IIRC (im not awake enough yet) one of the issues with the driver was that with a system reboot the chipset wouldn't properly clear the memory leaving it in a state where it was possible to see this issue without a huge amount of load. That said I haven't rebooted since PR1.3 came out.

Edit: Basically the driver needs fixing...either Nokia or someone else who's worked on it.

woody14619 2010-12-07 19:06

Re: [WORK AROUND] sgx_misr randomly jumps to 98% CPU use
 
Quote:

Originally Posted by mardy (Post 891217)
Waking up the device every 30 seconds is not very power-friendly either. Maybe there is some way to tune the N900 watchdog?

There are plenty of things that wake the system more often than this script. And again, this is a stop-gap measure, not a solution. I find this much more power friendly than reaching into my pocket to find my battery 100% drained because of a kernel bug...

I would love to be able to tune the watchdog to look for this.

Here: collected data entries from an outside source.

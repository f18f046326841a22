// Copyright 2025 Eric Jingryd (tidynest@proton.me)
//
// Licensed under the Apache License, Version 2.0 (the "License");
// you may not use this file except in compliance with the License.
// You may obtain a copy of the License at
//
//     http://www.apache.org/licenses/LICENSE-2.0
//
// Unless required by applicable law or agreed to in writing, software
// distributed under the License is distributed on an "AS IS" BASIS,
// WITHOUT WARRANTIES OR CONDITIONS OF ANY KIND, either express or implied.
// See the License for the specific language governing permissions and
// limitations under the License.

//! HTTP client for the course backend
//!
//! `ApiClient` wraps a `reqwest::Client` configured with the static
//! `x-api-key` header and a request timeout. The generic helpers return the
//! parsed JSON body on 2xx and an [`ApiError`] for anything else; the typed
//! operations build on them.

use reqwest::header::{HeaderMap, HeaderValue};
use reqwest::{Method, RequestBuilder};
use serde::de::DeserializeOwned;
use serde::{Deserialize, Serialize};
use serde_json::{json, Value};
use std::time::Duration;
use tracing::debug;

use super::endpoints::Endpoint;
use super::error::ApiError;
use crate::config::ApiSettings;
use crate::core::catalog::{ExamsResponse, SubjectsPage};
use crate::core::feedback::FeedbackPage;
use crate::core::{
    validate_new_question, Exam, Feedback, FeedbackStatus, Question, QuestionParent, Subject,
};

/// Header carrying the API key
pub const API_KEY_HEADER: &str = "x-api-key";

/// Server-managed fields stripped before an update
const SERVER_FIELDS: [&str; 2] = ["createdAt", "updatedAt"];

/// Query parameters as sent on the wire
type Query = Vec<(&'static str, String)>;

/// Body returned by every mutating endpoint
#[derive(Clone, Debug, Default, Deserialize, PartialEq, Serialize)]
#[serde(rename_all = "camelCase")]
pub struct MutationResponse {
    #[serde(default)]
    pub status: String,
    #[serde(default)]
    pub message: String,
    #[serde(default, skip_serializing_if = "Option::is_none")]
    pub question_id: Option<String>,
    #[serde(default, skip_serializing_if = "Option::is_none")]
    pub feedback_id: Option<String>,
    /// Stored question, returned by create
    #[serde(default, skip_serializing_if = "Option::is_none")]
    pub question: Option<Question>,
}

/// Client for the course backend
#[derive(Clone, Debug)]
pub struct ApiClient {
    inner: reqwest::Client,
    base_url: String,
    page_size: u32,
}

impl ApiClient {
    /// Builds a client for `base_url` that sends `api_key` with every request
    ///
    /// # Returns
    ///
    /// * `Ok(ApiClient)` - Ready to use
    /// * `Err(ApiError::Build)` - Key is not a valid header value or TLS setup failed
    pub fn new(base_url: &str, api_key: &str, timeout: Duration) -> Result<Self, ApiError> {
        let mut key = HeaderValue::from_str(api_key)
            .map_err(|e| ApiError::Build(format!("Invalid API key: {}", e)))?;
        key.set_sensitive(true);

        let mut headers = HeaderMap::new();
        headers.insert(API_KEY_HEADER, key);

        let inner = reqwest::Client::builder()
            .default_headers(headers)
            .timeout(timeout)
            .build()
            .map_err(|e| ApiError::Build(e.to_string()))?;

        Ok(Self {
            inner,
            base_url: base_url.trim_end_matches('/').to_string(),
            page_size: 50,
        })
    }

    /// Builds a client from loaded settings
    pub fn from_settings(settings: &ApiSettings) -> Result<Self, ApiError> {
        Ok(Self::new(&settings.url, &settings.key, settings.timeout())?
            .with_page_size(settings.page_size))
    }

    /// Sets the page size used for paginated lists
    pub fn with_page_size(mut self, page_size: u32) -> Self {
        self.page_size = page_size.max(1);
        self
    }

    pub fn base_url(&self) -> &str {
        &self.base_url
    }

    /// Full URL of an endpoint
    pub fn url(&self, endpoint: Endpoint) -> String {
        format!("{}{}", self.base_url, endpoint.path())
    }

    fn request(&self, method: Method, endpoint: Endpoint) -> RequestBuilder {
        self.inner.request(method, self.url(endpoint))
    }

    async fn send<T>(&self, endpoint: Endpoint, request: RequestBuilder) -> Result<T, ApiError>
    where
        T: DeserializeOwned,
    {
        let response = request.send().await?;
        let status = response.status();
        let body = response.text().await?;
        debug!(%endpoint, status = status.as_u16(), bytes = body.len(), "API response");

        if !status.is_success() {
            return Err(ApiError::from_response(status, &body));
        }

        serde_json::from_str(&body).map_err(ApiError::from)
    }

    // === Generic helpers ===

    /// GET with query parameters, returns JSON deserialized to T
    pub async fn get<T, Q>(&self, endpoint: Endpoint, query: &Q) -> Result<T, ApiError>
    where
        T: DeserializeOwned,
        Q: Serialize + ?Sized,
    {
        let request = self.request(Method::GET, endpoint).query(query);
        self.send(endpoint, request).await
    }

    /// GET returning the raw JSON document
    pub async fn get_json<Q>(&self, endpoint: Endpoint, query: &Q) -> Result<Value, ApiError>
    where
        Q: Serialize + ?Sized,
    {
        self.get(endpoint, query).await
    }

    /// POST with JSON body, returns JSON deserialized to T
    pub async fn post<B, T>(&self, endpoint: Endpoint, body: &B) -> Result<T, ApiError>
    where
        B: Serialize + ?Sized,
        T: DeserializeOwned,
    {
        let request = self.request(Method::POST, endpoint).json(body);
        self.send(endpoint, request).await
    }

    /// PUT with JSON body, returns JSON deserialized to T
    pub async fn put<B, T>(&self, endpoint: Endpoint, body: &B) -> Result<T, ApiError>
    where
        B: Serialize + ?Sized,
        T: DeserializeOwned,
    {
        let request = self.request(Method::PUT, endpoint).json(body);
        self.send(endpoint, request).await
    }

    /// DELETE with query parameters, returns JSON deserialized to T
    pub async fn delete<T, Q>(&self, endpoint: Endpoint, query: &Q) -> Result<T, ApiError>
    where
        T: DeserializeOwned,
        Q: Serialize + ?Sized,
    {
        let request = self.request(Method::DELETE, endpoint).query(query);
        self.send(endpoint, request).await
    }

    // === Typed operations ===

    /// Fetches every subject, following pagination to the end
    pub async fn get_all_subjects(&self) -> Result<Vec<Subject>, ApiError> {
        let mut subjects = Vec::new();
        let mut token: Option<String> = None;

        loop {
            let page: SubjectsPage = self
                .get(Endpoint::GetAllSubjects, &self.page_query(token.as_deref()))
                .await?;
            subjects.extend(page.subjects);

            match next_token(&page.pagination.next_page_token, page.pagination.has_more, &token) {
                Some(next) => token = Some(next),
                None => break,
            }
        }

        debug!(count = subjects.len(), "Subjects loaded");
        Ok(subjects)
    }

    /// Fetches every exam with its three sections
    pub async fn get_all_exams(&self) -> Result<Vec<Exam>, ApiError> {
        let response: ExamsResponse = self.get(Endpoint::GetAllExams, &Query::new()).await?;
        debug!(count = response.exams.len(), "Exams loaded");
        Ok(response.exams)
    }

    /// Fetches all feedback, optionally only items with `status`
    pub async fn get_all_feedback(
        &self,
        status: Option<&FeedbackStatus>,
    ) -> Result<Vec<Feedback>, ApiError> {
        let mut feedback = Vec::new();
        let mut token: Option<String> = None;

        loop {
            let mut query = self.page_query(token.as_deref());
            if let Some(status) = status {
                query.push(("status", status.as_str().to_string()));
            }

            let page: FeedbackPage = self.get(Endpoint::GetAllFeedback, &query).await?;
            feedback.extend(page.feedback);

            match next_token(&page.pagination.next_page_token, page.pagination.has_more, &token) {
                Some(next) => token = Some(next),
                None => break,
            }
        }

        debug!(count = feedback.len(), "Feedback loaded");
        Ok(feedback)
    }

    /// Creates `question` under `parent`
    ///
    /// The question is validated first; an invalid question never reaches
    /// the network.
    pub async fn create_question(
        &self,
        question: &Question,
        parent: &QuestionParent,
    ) -> Result<MutationResponse, ApiError> {
        validate_new_question(question, parent)
            .map_err(|e| ApiError::InvalidRequest(e.to_string()))?;

        let mut body = question.clone();
        body.id = None;
        body.parent = Some(parent.to_string());

        self.post(Endpoint::CreateQuestion, &body).await
    }

    /// Replaces a stored question; `question.id` is required
    pub async fn update_question(&self, question: &Question) -> Result<MutationResponse, ApiError> {
        if question.id.as_deref().is_none_or(|id| id.trim().is_empty()) {
            return Err(ApiError::InvalidRequest(
                "Question ID is required for an update".to_string(),
            ));
        }

        let mut body = question.clone();
        body.parent = None;
        for field in SERVER_FIELDS {
            body.extra.remove(field);
        }

        self.put(Endpoint::UpdateQuestion, &body).await
    }

    /// Deletes a question by id
    pub async fn delete_question(&self, id: &str) -> Result<MutationResponse, ApiError> {
        let id = id.trim();
        if id.is_empty() {
            return Err(ApiError::InvalidRequest("Question ID is required".to_string()));
        }

        self.delete(Endpoint::DeleteQuestion, &[("id", id)]).await
    }

    /// Sets the moderation status of a feedback item
    pub async fn update_feedback_status(
        &self,
        id: &str,
        status: &FeedbackStatus,
    ) -> Result<MutationResponse, ApiError> {
        let id = id.trim();
        if id.is_empty() {
            return Err(ApiError::InvalidRequest("Feedback ID is required".to_string()));
        }

        let body = json!({ "feedbackId": id, "status": status.as_str() });
        self.put(Endpoint::UpdateFeedbackStatus, &body).await
    }

    fn page_query(&self, token: Option<&str>) -> Query {
        let mut query = vec![("pageSize", self.page_size.to_string())];
        if let Some(token) = token {
            query.push(("pageToken", token.to_string()));
        }
        query
    }
}

/// Token for the next page, or `None` when pagination is done
///
/// A token equal to the previous one means the server did not advance;
/// stopping there avoids looping forever.
fn next_token(next: &Option<String>, has_more: bool, previous: &Option<String>) -> Option<String> {
    if !has_more {
        return None;
    }
    next.clone().filter(|token| !token.is_empty() && Some(token) != previous.as_ref())
}
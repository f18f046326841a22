// Copyright 2025 Eric Jingryd (tidynest@proton.me)
//
// Licensed under the Apache License, Version 2.0 (the "License");
// you may not use this file except in compliance with the License.
// You may obtain a copy of the License at
//
//     http://www.apache.org/licenses/LICENSE-2.0
//
// Unless required by applicable law or agreed to in writing, software
// distributed under the License is distributed on an "AS IS" BASIS,
// WITHOUT WARRANTIES OR CONDITIONS OF ANY KIND, either express or implied.
// See the License for the specific language governing permissions and
// limitations under the License.

//! Layered settings loading
//!
//! Priority, highest first:
//! 1. Legacy `API_URL` / `API_KEY` variables
//! 2. `THEORIO_` environment variables (`__` separates levels)
//! 3. Settings file (`theorio.toml` / `theorio.local.toml`, or an explicit path)
//! 4. Defaults

use config::{Config, Environment, File};
use std::collections::HashMap;
use std::path::{Path, PathBuf};

use super::error::SettingsError;
use super::Settings;

/// Settings files searched in the working directory when no path is given
const SETTINGS_FILE_NAMES: &[&str] = &["theorio", "theorio.local"];

/// Largest page size the API accepts
pub const MAX_PAGE_SIZE: u32 = 100;

/// Loads settings from the default sources and the process environment.
///
/// # Arguments
///
/// * `path` - Explicit settings file (`~` is expanded), or `None` to search
///   the working directory
///
/// # Returns
///
/// * `Ok(Settings)` - Merged and validated settings
/// * `Err(SettingsError)` - Missing file, bad value or failed validation
///
/// # Example
///
/// ```no_run
/// use theorio_admin::config::load_settings;
///
/// let settings = load_settings(None)?;
/// println!("Using API at {}", settings.api.url);
/// # Ok::<(), theorio_admin::config::SettingsError>(())
/// ```
pub fn load_settings(path: Option<&Path>) -> Result<Settings, SettingsError> {
    load_settings_from(path, std::env::vars().collect())
}

/// Loads settings using `env` instead of the process environment.
pub fn load_settings_from(
    path: Option<&Path>,
    env: HashMap<String, String>,
) -> Result<Settings, SettingsError> {
    let mut builder = Config::builder()
        .set_default("api.url", "http://127.0.0.1:5001")?
        .set_default("api.key", "")?
        .set_default("api.timeout_secs", 30)?
        .set_default("api.page_size", 50)?
        .set_default("log.level", "info")?;

    if let Some(path) = path {
        let path = expand_path(path);
        if !path.exists() {
            return Err(SettingsError::NotFound(path));
        }
        builder = builder.add_source(File::from(path).required(true));
    } else {
        for name in SETTINGS_FILE_NAMES {
            builder = builder.add_source(File::with_name(name).required(false));
        }
    }

    builder = builder
        .add_source(
            Environment::with_prefix("THEORIO")
                .prefix_separator("_")
                .separator("__")
                .try_parsing(true)
                .source(Some(env.clone())),
        )
        .set_override_option("api.url", non_empty(env.get("API_URL")))?
        .set_override_option("api.key", non_empty(env.get("API_KEY")))?;

    let settings: Settings = builder
        .build()?
        .try_deserialize()
        .map_err(|e| SettingsError::Parse(e.to_string()))?;

    validate_settings(&settings)?;

    tracing::debug!(url = %settings.api.url, "Settings loaded");
    Ok(settings)
}

/// Checks that merged settings are usable.
pub fn validate_settings(settings: &Settings) -> Result<(), SettingsError> {
    let url = settings.api.url.trim();
    if url.is_empty() {
        return Err(SettingsError::Invalid("API URL cannot be empty".to_string()));
    }
    reqwest::Url::parse(url)
        .map_err(|e| SettingsError::Invalid(format!("API URL '{}' is not valid: {}", url, e)))?;

    if settings.api.key.trim().is_empty() {
        return Err(SettingsError::Invalid(
            "API key is not set (use THEORIO_API__KEY or API_KEY)".to_string(),
        ));
    }

    if settings.api.timeout_secs == 0 {
        return Err(SettingsError::Invalid("Timeout cannot be 0".to_string()));
    }

    if settings.api.page_size == 0 || settings.api.page_size > MAX_PAGE_SIZE {
        return Err(SettingsError::Invalid(format!(
            "Page size must be between 1 and {} (got {})",
            MAX_PAGE_SIZE, settings.api.page_size
        )));
    }

    Ok(())
}

fn expand_path(path: &Path) -> PathBuf {
    let raw = path.to_string_lossy();
    PathBuf::from(shellexpand::tilde(raw.as_ref()).into_owned())
}

fn non_empty(value: Option<&String>) -> Option<String> {
    value.filter(|v| !v.trim().is_empty()).cloned()
}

And I'm sure writing it as a native app in C would lower it's processing time further. If I could, I would have it hook into the frequency scaler to only bother checking when the CPU is running at top speed. But I don't know how to do that from a shell script. Is there a dbus message I can hook against to only wake when this is happening? I'm very open to changes. :D

Radicalz38 2010-12-07 19:14

Re: [WORK AROUND] sgx_misr randomly jumps to 98% CPU use
 
BTW won't this be a battery whore? Well the script gets stuck into an infinite loop...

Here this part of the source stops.